Throughout the pandemic, families have turned to food banks for help. Harvesters, a private food bank, saw the amount of food distributed increase from 54 million pounds in 2019 to 65 million in 2020. In this picture, food is distributed at a drive-in in Kansas City, Kansas. (Harvesters — The Community Food Network).
After Congress ended pandemic food assistance in February, 70,000 older Ohioans have seen food benefits slashed to $23 a month, in some cases down from $280.
That has many making excruciating choices between food, medicine and utilities like electricity and gas, Lisa Hamler-Fugitt, executive director of the Ohio Association of Foodbanks, said Wednesday.
And while it’s dire for anybody to live in hunger, that’s especially true the older you are, she said, because insufficient nutrition exacerbates conditions such as diabetes and depression and can take away seniors’ ability to live on their own. The end of COVID-era enhancements to benefits under the Supplemental Nutrition Assistance Program — or SNAP — has added to the already increasing number of older Ohioans seeking help at Ohio’s groaning food pantries, Hamler-Fugitt said.

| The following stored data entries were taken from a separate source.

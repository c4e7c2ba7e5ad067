use crate::config::DashboardConfig;
use crate::data::filter::{by_result, filter, OpponentFilter, ResultMode};
use crate::data::model::{columns, GameTable};
use crate::data::views::{
    high_scoring, points_range, points_series, size_notice, GeoPoint, HighScoring, HOME_VENUE,
};

// ---------------------------------------------------------------------------
// Request: the current control values
// ---------------------------------------------------------------------------

/// Control values collected from the side panel.
#[derive(Debug, Clone, PartialEq, Default)]
pub struct DashboardRequest {
    pub result_mode: ResultMode,
    pub min_points: i64,
    pub opponent: OpponentFilter,
    pub show_all: bool,
    pub show_high_scoring: bool,
}

impl DashboardRequest {
    /// Starting controls for a freshly loaded table.
    pub fn initial(full: &GameTable, config: &DashboardConfig) -> Self {
        Self {
            result_mode: ResultMode::All,
            min_points: clamp_to_range(config.default_min_points, points_range(full)),
            opponent: OpponentFilter::All,
            show_all: false,
            show_high_scoring: false,
        }
    }
}

/// Clamp a slider value into `[min, max]`; unchanged when there is no range.
pub fn clamp_to_range(value: i64, range: Option<(i64, i64)>) -> i64 {
    match range {
        Some((lo, hi)) => value.clamp(lo, hi),
        None => value,
    }
}

// ---------------------------------------------------------------------------
// View-model: everything the central panel renders
// ---------------------------------------------------------------------------

#[derive(Debug, Clone, PartialEq)]
pub struct DashboardView {
    /// Games matching the result selection only. Feeds the stats table,
    /// the chart, the high-scoring list and the size notice.
    pub by_result: GameTable,
    /// Games passing every filter stage (result, points, opponent).
    pub filtered: GameTable,
    /// Bar chart input: `(index label, points)`.
    pub points: Vec<(usize, i64)>,
    /// Present only when the high-scoring toggle is on.
    pub high_scoring: Option<HighScoring>,
    pub size_notice: Option<String>,
    pub points_heading: String,
    /// Present only when one opponent is selected and the table has opponents.
    pub opponent_heading: Option<String>,
    pub show_all: bool,
    pub venue: GeoPoint,
}

/// Run the filter pipeline for `request`. The chart, high-scoring list and
/// size notice come from the result stage; the threshold and opponent
/// stages only narrow `filtered`. `full` is only read.
pub fn build_view(full: &GameTable, request: &DashboardRequest) -> DashboardView {
    let by_result = by_result(full, request.result_mode);
    let filtered = filter(full, request.result_mode, request.min_points, &request.opponent);

    let opponent_heading = match &request.opponent {
        OpponentFilter::Team(name) if full.has_column(columns::OPPONENT) => {
            Some(format!("Filtered games against {name}:"))
        }
        _ => None,
    };

    log::debug!(
        "view rebuilt: {} of {} games ({}), {} after >= {} pts and opponent {}",
        by_result.len(),
        full.len(),
        request.result_mode,
        filtered.len(),
        request.min_points,
        request.opponent.label()
    );

    DashboardView {
        points: points_series(&by_result),
        high_scoring: request.show_high_scoring.then(|| high_scoring(&by_result)),
        size_notice: size_notice(&by_result, full),
        points_heading: format!("Games with at least {} points", request.min_points),
        opponent_heading,
        show_all: request.show_all,
        venue: HOME_VENUE,
        by_result,
        filtered,
    }
}
use std::collections::BTreeMap;

use eframe::egui::Color32;
use palette::{Hsl, IntoColor, Srgb};

use crate::data::model::{Cell, GameTable};

// ---------------------------------------------------------------------------
// Color palette generator
// ---------------------------------------------------------------------------

/// Generates `n` visually distinct colours using evenly spaced hues.
pub fn generate_palette(n: usize) -> Vec<Color32> {
    if n == 0 {
        return Vec::new();
    }
    (0..n)
        .map(|i| {
            let hue = (i as f32 / n as f32) * 360.0;
            let hsl = Hsl::new(hue, 0.75, 0.55);
            let rgb: Srgb = hsl.into_color();
            Color32::from_rgb(
                (rgb.red * 255.0) as u8,
                (rgb.green * 255.0) as u8,
                (rgb.blue * 255.0) as u8,
            )
        })
        .collect()
}

// ---------------------------------------------------------------------------
// Color mapping: cell value → Color32
// ---------------------------------------------------------------------------

/// Maps the distinct values of one column to distinct colours, so chart bars
/// can be told apart (e.g. wins from losses).
#[derive(Debug, Clone)]
pub struct ColorMap {
    pub column: String,
    mapping: BTreeMap<String, Color32>,
    default_color: Color32,
}

impl ColorMap {
    /// Build a colour map from the distinct values of `column` in `table`.
    /// Returns `None` if the column is absent.
    pub fn for_column(table: &GameTable, column: &str) -> Option<Self> {
        let values = table.unique_text(column)?;
        let palette = generate_palette(values.len());
        Some(ColorMap {
            column: column.to_string(),
            mapping: values.into_iter().zip(palette).collect(),
            default_color: Color32::LIGHT_BLUE,
        })
    }

    /// Look up the colour for a given cell value.
    pub fn color_for(&self, value: &Cell) -> Color32 {
        self.mapping
            .get(&value.to_string())
            .copied()
            .unwrap_or(self.default_color)
    }

    /// Legend entries (value label → colour) for the UI.
    pub fn legend_entries(&self) -> Vec<(String, Color32)> {
        self.mapping.iter().map(|(v, c)| (v.clone(), *c)).collect()
    }
}

#[cfg(test)]
mod tests {
    use super::*;
    use crate::data::model::tests::games;

    #[test]
    fn palette_has_requested_size_and_distinct_colours() {
        assert!(generate_palette(0).is_empty());
        let colours = generate_palette(4);
        assert_eq!(colours.len(), 4);
        for (i, a) in colours.iter().enumerate() {
            for b in &colours[i + 1..] {
                assert_ne!(a, b);
            }
        }
    }

    #[test]
    fn results_get_their_own_colours() {
        let table = games(&[("W", 100, "A"), ("L", 90, "B"), ("W", 120, "C")]);
        let map = ColorMap::for_column(&table, "Result").expect("result column");
        let win = map.color_for(&Cell::Text("W".into()));
        let loss = map.color_for(&Cell::Text("L".into()));
        assert_ne!(win, loss);
        assert_eq!(map.color_for(&Cell::Null), Color32::LIGHT_BLUE);
        let labels: Vec<String> = map.legend_entries().into_iter().map(|(l, _)| l).collect();
        assert_eq!(labels, vec!["L".to_string(), "W".to_string()]);
    }

    #[test]
    fn absent_column_has_no_map() {
        let table = games(&[("W", 100, "A")]);
        assert!(ColorMap::for_column(&table, "Arena").is_none());
    }
}
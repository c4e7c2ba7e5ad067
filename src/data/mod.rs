/// Data layer: core types, loading, filtering and derived views.
///
/// Architecture:
/// ```text
///  .csv / .tsv / .json / .parquet
///        │
///        ▼
///   ┌──────────┐
///   │  loader   │  parse file → drop ids → rename → GameTable
///   └──────────┘
///        │
///        ▼
///   ┌──────────┐
///   │  filter   │  result → min points → opponent
///   └──────────┘
///        │
///        ▼
///   ┌──────────┐
///   │  views    │  high-scoring subset, points series, notices
///   └──────────┘
/// ```

pub mod error;
pub mod filter;
pub mod loader;
pub mod model;
pub mod views;
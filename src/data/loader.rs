use std::fs::File;
use std::path::Path;

use arrow::array::{Array, ArrayRef, AsArray};
use arrow::datatypes::{DataType, Float64Type, Int32Type, Int64Type};
use arrow::util::display::array_value_to_string;
use parquet::arrow::arrow_reader::ParquetRecordBatchReaderBuilder;
use serde_json::Value as JsonValue;

use super::error::LoadError;
use super::model::{columns, Cell, GameTable};

/// Source columns every game file must carry.
pub const REQUIRED_COLUMNS: [&str; 14] = [
    "SEASON_ID",
    "GAME_ID",
    "TEAM_NAME",
    "MATCHUP",
    "GAME_DATE",
    "WL",
    "PTS",
    "REB",
    "AST",
    "STL",
    "BLK",
    "TOV",
    "PF",
    "PLUS_MINUS",
];

/// Technical identifiers removed before display, when present.
pub const IDENTIFIER_COLUMNS: [&str; 2] = ["TEAM_ID", "TEAM_ABBREVIATION"];

/// Source column → display label.
pub const COLUMN_LABELS: [(&str, &str); 15] = [
    ("SEASON_ID", "Season"),
    ("GAME_ID", "Game"),
    ("TEAM_NAME", "Team"),
    ("MATCHUP", "Matchup"),
    ("GAME_DATE", "Date"),
    ("WL", "Result"),
    ("PTS", "Points"),
    ("REB", "Rebounds"),
    ("AST", "Assists"),
    ("STL", "Steals"),
    ("BLK", "Blocks"),
    ("TOV", "Turnovers"),
    ("PF", "Fouls"),
    ("PLUS_MINUS", "PlusMinus"),
    ("OPPONENT", "Opponent"),
];

// ---------------------------------------------------------------------------
// Public entry-point
// ---------------------------------------------------------------------------

/// Load a game table from a file.  Dispatch by extension.
///
/// Supported formats:
/// * `.csv` / `.tsv` – header row, one game per line (recommended)
/// * `.json`         – `[{ "SEASON_ID": "42022", "PTS": 112, ... }, ...]`
/// * `.parquet`      – flat scalar columns
///
/// The result has identifier columns dropped, display labels applied and
/// rows indexed 0..n.
pub fn load_file(path: &Path) -> Result<GameTable, LoadError> {
    let ext = path
        .extension()
        .and_then(|e| e.to_str())
        .unwrap_or("")
        .to_ascii_lowercase();

    let raw = match ext.as_str() {
        "csv" => read_delimited(path, b',')?,
        "tsv" => read_delimited(path, b'\t')?,
        "json" => read_json(path)?,
        "parquet" | "pq" => read_parquet(path)?,
        other => return Err(LoadError::UnsupportedExtension(other.to_string())),
    };
    prepare(raw)
}

/// Validate a raw table and turn it into its display form.
pub fn prepare(raw: GameTable) -> Result<GameTable, LoadError> {
    if let Some(missing) = REQUIRED_COLUMNS.iter().find(|c| !raw.has_column(c)) {
        return Err(LoadError::MissingColumn(missing.to_string()));
    }

    let table = raw
        .drop_columns(&IDENTIFIER_COLUMNS)
        .rename_columns(&COLUMN_LABELS);

    for row in table.rows() {
        if !table.points(row).is_some_and(|p| p >= 0) {
            return Err(LoadError::InvalidValue {
                row: row.index,
                column: columns::POINTS.to_string(),
                value: table
                    .cell(row, columns::POINTS)
                    .map(Cell::to_string)
                    .unwrap_or_default(),
            });
        }
    }

    Ok(table.reset_index())
}

fn open(path: &Path) -> Result<File, LoadError> {
    File::open(path).map_err(|source| LoadError::Io {
        path: path.to_path_buf(),
        source,
    })
}

// ---------------------------------------------------------------------------
// Delimited loader
// ---------------------------------------------------------------------------

fn read_delimited(path: &Path, delimiter: u8) -> Result<GameTable, LoadError> {
    let mut reader = csv::ReaderBuilder::new()
        .delimiter(delimiter)
        .from_reader(open(path)?);

    let headers: Vec<String> = reader
        .headers()?
        .iter()
        .map(|h| h.trim().to_string())
        .collect();

    let mut rows = Vec::new();
    for result in reader.records() {
        let record = result?;
        rows.push(record.iter().map(Cell::parse).collect());
    }

    Ok(GameTable::new(headers, rows))
}

// ---------------------------------------------------------------------------
// JSON loader
// ---------------------------------------------------------------------------

/// Records-oriented JSON, as written by `df.to_json(orient='records')`.
/// Column order follows first appearance of each key.
fn read_json(path: &Path) -> Result<GameTable, LoadError> {
    let text = std::fs::read_to_string(path).map_err(|source| LoadError::Io {
        path: path.to_path_buf(),
        source,
    })?;
    let root: JsonValue = serde_json::from_str(&text)?;

    let records = root
        .as_array()
        .ok_or_else(|| LoadError::Malformed("expected a top-level JSON array".into()))?;

    let mut headers: Vec<String> = Vec::new();
    for (i, rec) in records.iter().enumerate() {
        let obj = rec
            .as_object()
            .ok_or_else(|| LoadError::Malformed(format!("row {i} is not a JSON object")))?;
        for key in obj.keys() {
            if !headers.contains(key) {
                headers.push(key.clone());
            }
        }
    }

    let rows = records
        .iter()
        .map(|rec| {
            headers
                .iter()
                .map(|h| rec.get(h).map(json_to_cell).unwrap_or(Cell::Null))
                .collect()
        })
        .collect();

    Ok(GameTable::new(headers, rows))
}

fn json_to_cell(val: &JsonValue) -> Cell {
    match val {
        JsonValue::String(s) => Cell::Text(s.clone()),
        JsonValue::Number(n) => {
            if let Some(i) = n.as_i64() {
                Cell::Integer(i)
            } else if let Some(f) = n.as_f64() {
                Cell::Float(f)
            } else {
                Cell::Text(n.to_string())
            }
        }
        JsonValue::Bool(b) => Cell::Text(b.to_string()),
        JsonValue::Null => Cell::Null,
        other => Cell::Text(other.to_string()),
    }
}

// ---------------------------------------------------------------------------
// Parquet loader
// ---------------------------------------------------------------------------

/// Works with files written by both **Pandas** (`df.to_parquet()`) and
/// **Polars** (`df.write_parquet()`).
fn read_parquet(path: &Path) -> Result<GameTable, LoadError> {
    let builder = ParquetRecordBatchReaderBuilder::try_new(open(path)?)?;
    let headers: Vec<String> = builder
        .schema()
        .fields()
        .iter()
        .map(|f| f.name().clone())
        .collect();
    let reader = builder.build()?;

    let mut rows = Vec::new();
    for batch in reader {
        let batch = batch?;
        for row in 0..batch.num_rows() {
            rows.push(
                batch
                    .columns()
                    .iter()
                    .map(|col| arrow_to_cell(col, row))
                    .collect(),
            );
        }
    }

    Ok(GameTable::new(headers, rows))
}

/// Extract a single cell from an Arrow column at a given row.
fn arrow_to_cell(col: &ArrayRef, row: usize) -> Cell {
    if col.is_null(row) {
        return Cell::Null;
    }
    match col.data_type() {
        DataType::Utf8 => Cell::Text(col.as_string::<i32>().value(row).to_string()),
        DataType::LargeUtf8 => Cell::Text(col.as_string::<i64>().value(row).to_string()),
        DataType::Int32 => Cell::Integer(col.as_primitive::<Int32Type>().value(row) as i64),
        DataType::Int64 => Cell::Integer(col.as_primitive::<Int64Type>().value(row)),
        DataType::Float64 => Cell::Float(col.as_primitive::<Float64Type>().value(row)),
        // Remaining scalar types go through their display form.
        _ => array_value_to_string(col.as_ref(), row)
            .map(|s| Cell::parse(&s))
            .unwrap_or(Cell::Null),
    }
}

“They’re the canaries in the hunger coal mine,” she said, explaining that because most older Ohioans live on fixed incomes, they can’t earn their way out of food insecurity. “When they join the food line, they’re not leaving until they go into the nursing home or they pass away.”
To help low-income people deal with the economic shocks from the coronavirus epidemic, Congress and the Trump administration in 2020 enhanced benefits under SNAP, the program formerly known as food stamps, and it eased eligibility to include households with somewhat higher incomes. And by literally putting food on the table, it had a big effect on poverty, the Center on Budget and Policy Priorities reported.
“The temporary benefits pushed back against hunger and hardship during COVID,” the report said. “A study estimated that (enhanced allotments) kept 4.2 million people above the poverty line in the last quarter of 2021, reducing poverty by 10 percent — and child poverty by 14 percent — in states with (enhanced allotments) at the time. The estimated reduction in poverty rates due to (enhanced allotments) was highest for Black and Latino people.”
But last December, Congress and the Biden administration decided to end the enhancements effective in February.
“This change was made as part of a bipartisan compromise that created a permanent Summer Electronic Benefit Transfer (EBT) program to provide grocery benefits to replace school meals for some 30 million children in low-income families when schools are closed in the summer — a time when families with school-aged children are at higher risk for food insecurity,” the Center on Budget and Policy Priorities reported.
Hamler-Fugitt said that in Ohio, the group over 60 was particularly hard hit in part because it’s an aging state. It has the 18th-highest percentage of residents over 65, for example.
In some cases, seniors don’t have support systems and some are even supporting others, such as grandchildren and great-grandchildren. And the older one becomes, the more health complaints accumulate, often making it impossible to perform many of the jobs that are available.
Hamler-Fugitt said her agency has been hearing about the real-life consequences of cutting back food benefits to older Ohioans.
“You just can’t even believe these horror stories,” she said. “We’re interviewing them now about what their coping strategies are and it’s really, really scary. Before they had about $2 a meal — that was a best-case scenario. Now it’s 75 cents a day. That’s 25 cents a meal.”
She explained that the permanent fix to the problem is at the federal level, where providing the U.S. Department of Agriculture with more resources could make the enhanced benefits permanent.
But over the short term, advocates for the poor are asking the Ohio General Assembly to pony up $21 million for each of the next two years to ensure that every eligible Ohio household has at least a $50 monthly SNAP benefit.
“The economic consequences of this for an aging state like Ohio are just huge,” Hamler Fugitt said.